Oridonin induces the apoptosis of metastatic hepatocellular carcinoma cells via a mitochondrial pathway

The selective induction of apoptosis is a promising strategy for cancer therapy. The antitumor effects of oridonin have been reported in several types of malignant tumors. However, the effects of oridonin on MHCC97-H cells, a highly metastatic human hepatocellular carcinoma cell line, have not been reported. The present study aimed to determine the effect of oridonin on the apoptosis of MHCC97-H cells and to identify the underlying molecular mechanisms that are involved. Compared with the untreated control cells, oridonin significantly decreased (P<0.05) cell proliferation in a concentration- and time-dependent manner. Oridonin at concentrations of 12.5, 25, 50 and 100 μM resulted in increased apoptotic Annexin V-positive and propidium iodide-negative cells by 9.5, 15.6, 22.2 and 31.7%, respectively, compared with the control groups (P<0.05).
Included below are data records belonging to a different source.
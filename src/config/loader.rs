// src/config/loader.rs

use std::fs;
use std::path::{Path, PathBuf};

use crate::config::model::{RawWorkflowFile, WorkflowFile};
use crate::errors::Result;

/// Load a workflow definition from a given path and return the raw
/// `RawWorkflowFile`.
///
/// This only performs TOML deserialization; it does **not** perform semantic
/// validation (dependency resolution, cycles). Use [`load_and_validate`] for
/// that.
pub fn load_from_path(path: impl AsRef<Path>) -> Result<RawWorkflowFile> {
    let path = path.as_ref();
    let contents = fs::read_to_string(path)?;
    parse_str(&contents)
}

/// Parse a definition from TOML text.
pub fn parse_str(contents: &str) -> Result<RawWorkflowFile> {
    let raw: RawWorkflowFile = toml::from_str(contents)?;
    Ok(raw)
}

/// Load a definition from path and validate it.
///
/// This is the recommended entry point for the rest of the application:
///
/// - Reads TOML.
/// - Applies defaults (handled by `serde` + `Default` impls).
/// - Checks for:
///   - unknown `after` references,
///   - conflicting declarations of the same name,
///   - DAG cycles.
pub fn load_and_validate(path: impl AsRef<Path>) -> Result<WorkflowFile> {
    let raw = load_from_path(&path)?;
    WorkflowFile::try_from(raw)
}

/// Default definition path: `Gflow.toml` in the current working directory.
pub fn default_workflow_path() -> PathBuf {
    PathBuf::from("Gflow.toml")
}
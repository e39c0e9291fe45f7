//! Shared fixtures for the HTTP-level tests.

use mockito::{Mock, ServerGuard};
use serde_json::{json, Value};
use skillbridge_client::{SkillBridgeClient, SkillBridgeConfig};
use skillbridge_core::{SessionContext, SessionUser, UserId, UserRole};

pub const TOKEN: &str = "test-token";

pub fn volunteer_session(id: UserId) -> SessionContext {
    SessionContext::new(
        TOKEN,
        SessionUser {
            id,
            name: "Test Volunteer".to_string(),
            email: Some("volunteer@example.org".to_string()),
            role: UserRole::Volunteer,
        },
    )
}

/// Client pointed at the mock server's `/api` prefix.
pub fn client_for(server: &ServerGuard, session: SessionContext) -> SkillBridgeClient {
    let config = SkillBridgeConfig::new(format!("{}/api", server.url()));
    SkillBridgeClient::new(config, session).expect("client builds")
}

pub fn task_json(id: u64, title: &str) -> Value {
    json!({
        "id": id,
        "title": title,
        "description": format!("{} description", title),
        "location": "Austin",
        "start_date": "2024-06-01",
        "end_date": "2024-06-02",
        "required_skills": [{ "skill": "Gardening", "level": "Beginner" }],
        "volunteers_needed": 3,
        "status": "Open"
    })
}

/// Register a JSON response for `method path`, requiring the bearer token.
#[allow(dead_code)]
pub async fn mock_json(
    server: &mut ServerGuard,
    method: &str,
    path: &str,
    status: usize,
    body: Value,
) -> Mock {
    server
        .mock(method, path)
        .match_header("authorization", format!("Bearer {}", TOKEN).as_str())
        .with_status(status)
        .with_header("content-type", "application/json")
        .with_body(body.to_string())
        .create_async()
        .await
}

/// Standard discovery fixture: volunteer applied to task 3, catalog 1..=4.
#[allow(dead_code)]
pub async fn mock_discovery(server: &mut ServerGuard, volunteer_id: UserId) -> Vec<Mock> {
    vec![
        mock_json(
            server,
            "GET",
            &format!("/api/volunteers/{}/matched-tasks", volunteer_id),
            200,
            json!([
                {
                    "task": task_json(1, "Community Garden Setup"),
                    "score": 86,
                    "reasons": ["Skill match: Gardening", "Same city"]
                },
                {
                    "task": task_json(3, "Garden Tool Drive"),
                    "score": 64,
                    "reasons": ["Availability overlaps"]
                }
            ]),
        )
        .await,
        mock_json(
            server,
            "GET",
            &format!("/api/volunteers/{}/applied-tasks", volunteer_id),
            200,
            json!([{ "task_id": 3, "status": "applied" }]),
        )
        .await,
        mock_json(
            server,
            "GET",
            "/api/tasks",
            200,
            json!({
                "data": [
                    task_json(1, "Community Garden Setup"),
                    task_json(2, "Beach Cleanup"),
                    task_json(3, "Garden Tool Drive"),
                    task_json(4, "Food Bank Sorting")
                ]
            }),
        )
        .await,
    ]
}
//! SkillBridge client: REST access to the task/matching service and the
//! volunteer discovery view built on top of it.
//!
//! # Quick Start
//!
//! ```rust,no_run
//! use std::sync::Arc;
//!
//! use skillbridge_client::{DiscoveryView, SessionStore, SkillBridgeClient, SkillBridgeConfig};
//! use skillbridge_core::TaskFilter;
//!
//! #[tokio::main]
//! async fn main() -> Result<(), Box<dyn std::error::Error>> {
//!     let config = SkillBridgeConfig::from_env()?;
//!     let session = SessionStore::from_config(&config).load()?;
//!     let client = SkillBridgeClient::new(config, session.clone())?;
//!
//!     let mut view = DiscoveryView::mount(Arc::new(client), &session);
//!     view.load().await;
//!     view.set_filter(TaskFilter::new().title("Garden"));
//!     for task in view.visible_tasks() {
//!         println!("{} {}", task.id, task.title);
//!     }
//!     view.unmount();
//!     Ok(())
//! }
//! ```

pub mod api;
pub mod client;
pub mod config;
pub mod error;
pub mod session_store;
pub mod types;
pub mod view;


pub use api::TaskApi;
pub use client::SkillBridgeClient;
pub use config::{default_session_path, SkillBridgeConfig, DEFAULT_API_URL};
pub use error::{ClientError, Result};
pub use session_store::SessionStore;
pub use types::{DiscoverySnapshot, Notification, NotificationLevel};
pub use view::{DiscoveryView, ViewHandle, ViewState};
//! `skillbridge session` subcommands.

use anyhow::Result;
use skillbridge_client::SessionStore;
use skillbridge_core::{SessionContext, SessionUser};

use super::{load_config, load_session};
use crate::cli::SessionAction;
use crate::output;

pub async fn handle(api_url: Option<String>, action: SessionAction) -> Result<()> {
    let config = load_config(api_url)?;
    let store = SessionStore::from_config(&config);
    match action {
        SessionAction::Show => {
            let session = load_session(&config, None)?;
            output::header("Session");
            output::kv("User", &format!("#{} {}", session.user.id, session.user.name));
            if let Some(email) = &session.user.email {
                output::kv("Email", email);
            }
            output::kv("Role", session.user.role.as_str());
            output::kv("Token", &mask_token(&session.token));
            output::kv("File", &store.path().display().to_string());
            output::kv("API", &config.api_url);
        }
        SessionAction::Set {
            token,
            user_id,
            name,
            email,
            role,
        } => {
            let session = SessionContext::new(
                token,
                SessionUser {
                    id: user_id,
                    name,
                    email,
                    role,
                },
            );
            store.save(&session)?;
            output::success(&format!("Logged in as user #{} ({})", user_id, role));
            output::dim(&format!("Saved to {}", store.path().display()));
        }
        SessionAction::Clear => {
            if store.clear()? {
                output::success("Logged out");
            } else {
                output::dim("No session stored.");
            }
        }
    }
    Ok(())
}

fn mask_token(token: &str) -> String {
    let chars: Vec<char> = token.chars().collect();
    if chars.len() <= 8 {
        return "*".repeat(chars.len());
    }
    let head: String = chars[..4].iter().collect();
    let tail: String = chars[chars.len() - 4..].iter().collect();
    format!("{}...{}", head, tail)
}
The mitochondrial membrane potential was significantly decreased by 6.0, 12.9, 18.9 and 27.1% in the MHCC97-H cells that were treated with oridonin at concentrations of 12.5, 25, 50 and 100 μM, respectively, for 24 h compared with the control groups (P<0.05). Oridonin increased the activity of caspase-3 and the expression of cleaved caspase-9 and cytochrome c in the cytoplasm and decreased the Bcl-2:Bax ratio in a concentration-dependent manner. The data indicate that oridonin inhibited the proliferation of the MHCC97-H cells by inducing apoptosis via a mitochondrial pathway. This mitochondrial pathway of apoptosis involved a reduction in the mitochondrial membrane potential and the subsequent release of cytochrome c and activation of caspase-3 and -9.